If you’re an operator in the healthcare, college and university or corporate dining segments, you are likely adept at serving high volumes of people quickly with a tight labor budget. In this fast-paced, challenging environment, managing even seemingly minor details is vital.
An example is the broth in your kitchen. You may have been using the same brand of chicken or beef broth for years without giving it much thought. But perhaps you should take another look because the flavor of the broth and what it contains have a significant impact on the food you serve and how pleased your customers are.
“There is a common misconception that all broths are alike,” says Jaime Reeves, Director of College Inn Research and Development at Del Monte Foods. “Actually, there are significant differences in taste as well as in sodium content and the ingredients listed on the label.”
Tapping the trends
Broth is an ingredient that works behind the scenes rather than as the headliner of a dish. Whether customers are aware or not, it is a vital flavor builder in global cuisines, homestyle comfort fare and trendy plant-based dishes. Soups, stews, sauces, gravies and many main dishes employ a flavorful broth. Menu items such as rice pilaf, risotto, couscous, quinoa and potatoes make leaps in flavor when cooked in broth rather than water. What’s more, a ladle or two of broth ensures that pans of cooked foods served on the hot line remain moist and tasty throughout service.
Look around the onsite world and you’ll find broth performing key roles in popular dining concepts and healthful eating trends:
- Ramen, the Japanese-inspired noodle bowl dish built on a base of rich broth, is a fan favorite in onsite foodservice, especially in C&U dining halls.

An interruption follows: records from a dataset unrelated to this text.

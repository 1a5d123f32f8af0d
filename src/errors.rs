use thiserror::Error;

/// Fallo al traer el CSV publicado. El texto visible es siempre genérico;
/// la causa concreta queda en `source()` y en los logs.
#[derive(Debug, Error)]
pub enum FetchError {
    #[error("Failed to fetch data")]
    Status(reqwest::StatusCode),
    #[error("Failed to fetch data")]
    Transport(#[source] reqwest::Error),
    #[error("Failed to read response body")]
    Body(#[source] reqwest::Error),
}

- Self-serve soup bars are practical options for serving customers who descend on the cafeteria en masse at lunchtime. For example, the Soup Garden at Virginia Tech in Blacksburg, Va., offers a rotation of three gourmet soups daily, typically made with produce grown on the campus farm.
- Healthcare foodservice operators have embraced bone broths — which are rich in proteins and minerals and easily digestible — for clinical patient feeding. Now those tasty and satisfying broths are gaining popularity with the patrons of C&U dining halls and corporate cafeterias, too. Bona Fide, a Morrison Healthcare concept featuring bone broths, was named the Best Management Company Concept by Food Management magazine this year. The menu includes beef, chicken and mushroom broths that can be customized by adding proteins, grains and vegetables.

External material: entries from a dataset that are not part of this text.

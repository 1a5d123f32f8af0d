use anyhow::Result;
use std::sync::Arc;
use tokio::signal;
use tracing::info;
use tracing_subscriber::EnvFilter;

use sheetmap::{api, fetch, view, AppCfg};

#[tokio::main]
async fn main() -> Result<()> {
    // Logs (RUST_LOG manda; por defecto info)
    tracing_subscriber::fmt()
        .with_env_filter(EnvFilter::try_from_default_env().unwrap_or_else(|_| EnvFilter::new("info")))
        .init();

    let cfg = AppCfg::from_env();
    info!("Fuente CSV: {}", cfg.sheet_url);

    let client = fetch::http_client()?;

    // Cada vista con su propio estado y su propia descarga
    let sheet = Arc::new(view::sheet_view(client.clone(), cfg.sheet_url.clone()));
    let map = Arc::new(view::map_view(client, cfg.sheet_url.clone()));
    sheet.refresh();
    map.refresh();

    let app = api::router(api::ApiState {
        sheet: sheet.clone(),
        map: map.clone(),
        map_cfg: cfg.map.clone(),
        web_dir: cfg.web_dir.clone(),
    });
    info!("Escuchando en http://{}", cfg.bind);
    let listener = tokio::net::TcpListener::bind(&cfg.bind).await?;
    let serve = axum::serve(listener, app);
    tokio::select! {
        r = serve => { r?; },
        _ = signal::ctrl_c() => { info!("Señal de salida recibida"); }
    }

    Ok(())
}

- Other types of broth, such as less-sodium, low-fat and organic, as well as those that are free of GMOs, MSG and gluten, appeal to the many onsite consumers who seek foods with good-for-you attributes and simpler, more natural ingredient labels.
- The plant-based eating trend that is growing throughout foodservice is the perfect stage for soups, side dishes and main courses based on vegetable broth and mushroom stock.
Optimizing time, labor and space
In a day of rising wages and a severe labor shortage, onsite operators are obliged to deploy their skilled kitchen staff in the most efficient and productive way. Few can justify the labor hours required to chop vegetables, roast bones and tend a simmering stockpot. Fortunately, there are high-quality prepared alternatives on the market.
“Flavor is typically the key attribute one looks for in broth, followed by performance and cost,” says Reeves. “Starting with a good, flavorful broth can make a vital difference in the quality of the end product.”
Because cartons and cans of prepared broth are space efficient to store and shelf stable, operators can keep a portfolio of different types for creative applications. “Chicken, beef, vegetable and bone broths, along with mushroom stock, offer chefs a variety of flavor profiles and notes to use in distinctive dishes,” Reeves says.
The College Inn difference
College Inn broths are slow-simmered from premium quality meats and bones, farm-grown vegetables and unique seasoning blends. They provide the authentic, made-from-scratch flavor that consumers crave, and are 100-percent natural, gluten free and MSG free. College Inn's portfolio includes classic chicken and beef broth, chicken and beef bone broths and less-sodium, organic and vegetarian options. They are available in convenient resealable cartons, so you can use just as much as you need and save the rest for later.
The bottom line is that some broths are tastier and more healthful than others. Operators should take a close look at the broth they use to ensure that they are serving an optimum quality product.